Re: [PATCH RFC] mm/userfaultfd: enable writenotify while userfaultfd-wp is enabled for a VMA

From: Peter Xu
Date: Wed Dec 07 2022 - 12:44:22 EST


On Wed, Dec 07, 2022 at 04:32:17PM +0100, David Hildenbrand wrote:
> >
> > David, would you please repost a new patch for this one and copy Ives to
> > make sure it'll work for him in his systems?
>
> Yes, will do. I think has was already cc'ed.
>
> >
> > I'd suggest to drop the mprotect example, I'll reply later on that to the
> > other email but I still don't know whether it's a good example for a reader
> > to understand the problem.
>
> Yes, can do.
>
> >
> > No reproducer needed for numa I think - I guess Ives's test case would be
> > far enough to verify it if possible.
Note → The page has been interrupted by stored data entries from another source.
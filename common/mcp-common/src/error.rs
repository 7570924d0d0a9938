//! Error handling utilities for MCP servers
//!
//! Domain errors carry a machine-readable `kind` in the MCP error's `data`
//! object so clients can branch on it without parsing messages.

use rmcp::ErrorData as McpError;
use serde_json::json;

/// Type alias for MCP tool results
pub type McpResult<T> = Result<T, McpError>;

/// Trait for converting errors into MCP-compatible errors
///
/// Implement this for a server's domain error so tools can use `?`.
///
/// ```rust,ignore
/// impl IntoMcpError for GatewayError {
///     fn into_mcp_error(self) -> McpError {
///         mcp_common::kinded_error(self.kind(), self.to_string(), false)
///     }
/// }
///
/// impl From<GatewayError> for McpError {
///     fn from(e: GatewayError) -> Self {
///         e.into_mcp_error()
///     }
/// }
/// ```
pub trait IntoMcpError {
    fn into_mcp_error(self) -> McpError;
}

impl IntoMcpError for serde_json::Error {
    fn into_mcp_error(self) -> McpError {
        kinded_error("SerializationError", format!("JSON error: {}", self), false)
    }
}

impl IntoMcpError for anyhow::Error {
    fn into_mcp_error(self) -> McpError {
        McpError::internal_error(self.to_string(), None)
    }
}

/// Extension trait for Result types to convert to MCP errors
///
/// ```rust,ignore
/// let text = serde_json::to_string_pretty(&snapshot).to_mcp_err()?;
/// ```
pub trait ResultExt<T> {
    fn to_mcp_err(self) -> Result<T, McpError>;
}

impl<T, E: IntoMcpError> ResultExt<T> for Result<T, E> {
    fn to_mcp_err(self) -> Result<T, McpError> {
        self.map_err(|e| e.into_mcp_error())
    }
}

/// Build an MCP error tagged with `{"kind": kind}`
///
/// Caller mistakes (`caller_fault = true`) map to `invalid_params`,
/// everything else to `internal_error`.
pub fn kinded_error(kind: &str, message: impl Into<String>, caller_fault: bool) -> McpError {
    let data = Some(json!({ "kind": kind }));
    let message = message.into();
    if caller_fault {
        McpError::invalid_params(message, data)
    } else {
        McpError::internal_error(message, data)
    }
}

/// The `kind` tag of an MCP error, if it carries one
pub fn error_kind(err: &McpError) -> Option<&str> {
    err.data.as_ref()?.get("kind")?.as_str()
}
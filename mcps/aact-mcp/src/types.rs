//! Response types shared by the gateway and the MCP tools

use serde::Serialize;
use serde_json::{Map, Value};
use std::collections::BTreeMap;

/// A table visible in the target namespace
#[derive(Debug, Clone, PartialEq, Eq, Serialize)]
pub struct TableInfo {
    pub table_name: String,
}

/// Column description as reported by `information_schema.columns`
#[derive(Debug, Clone, PartialEq, Eq, Serialize)]
pub struct ColumnInfo {
    pub column_name: String,
    pub data_type: String,
    pub character_maximum_length: Option<i32>,
    pub is_nullable: bool,
}

/// One result row: column name to value, in projection order
pub type Row = Map<String, Value>;

/// Shaped result of a read-only query
#[derive(Debug, Clone, PartialEq, Serialize)]
pub struct QueryResult {
    /// Column names in projection order
    pub columns: Vec<String>,
    pub rows: Vec<Row>,
    pub row_count: usize,
    /// More rows were available than the row limit allowed
    pub truncated: bool,
}

impl QueryResult {
    pub fn new(columns: Vec<String>, rows: Vec<Row>, truncated: bool) -> Self {
        Self {
            row_count: rows.len(),
            columns,
            rows,
            truncated,
        }
    }
}

/// Full schema view served as the `schema://database` resource
#[derive(Debug, Clone, PartialEq, Serialize)]
pub struct SchemaSnapshot {
    pub schema_version: &'static str,
    pub database: String,
    pub namespace: String,
    pub tables: BTreeMap<String, Vec<ColumnInfo>>,
}

impl SchemaSnapshot {
    pub fn new(
        database: impl Into<String>,
        namespace: impl Into<String>,
        tables: BTreeMap<String, Vec<ColumnInfo>>,
    ) -> Self {
        Self {
            schema_version: "1.0",
            database: database.into(),
            namespace: namespace.into(),
            tables,
        }
    }
}

/// Response for `append_insight`
#[derive(Debug, Clone, Serialize)]
pub struct InsightResponse {
    pub success: bool,
    pub total_insights: usize,
    pub message: String,
}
I also hope what Ives saw was the
> > numa balancing issue you reported, so maybe it'll resolve all problem he
> > has. Then with that verified and queued we can drop the mm/migrate patch.
>
> I tried writing a numa hinting reproducer, but so far I assume that it's
> with current code not (easily) possible for shmem.
>
> We'd have to call change_prot_numa() in order to protnone these PTEs. That
> can either happen via
>
> a) mbind() with MPOL_MF_LAZY. However, user space is currently not able
> to set that flag (dead code ...).
> b) task_numa_work(). However, vma_policy_mof() seems to always fail on
> shmem and prevent us from reaching that code. Reason is that shmem
> implements vm_ops->get_policy, and it seems to be impossible to get
> MPOL_F_MOF set. At least I haven't found an easy way or I am missing
> something.
>
> So numa hinting might not immediately explain the lost write faults.
>
> ... but are there other ways to reach do_numa_page(), even without active
> NUMA hinting? I found at least one:
>
>
> map = mmap(NULL, size, PROT_WRITE, MAP_SHARED|MAP_ANON, -1, 0);
> memset(map, 0, size);
> uffd_wp_range(map, size);
>
> On upstream during the next write fault, we'll end up in do_numa_page() and
> simply remap the page writable due to vm_page_prot, not triggering a write
> fault. I can see the "numa_hint_faults" counter in /proc/vmstat increasing
> accordingly, so we're really in do_numa_page().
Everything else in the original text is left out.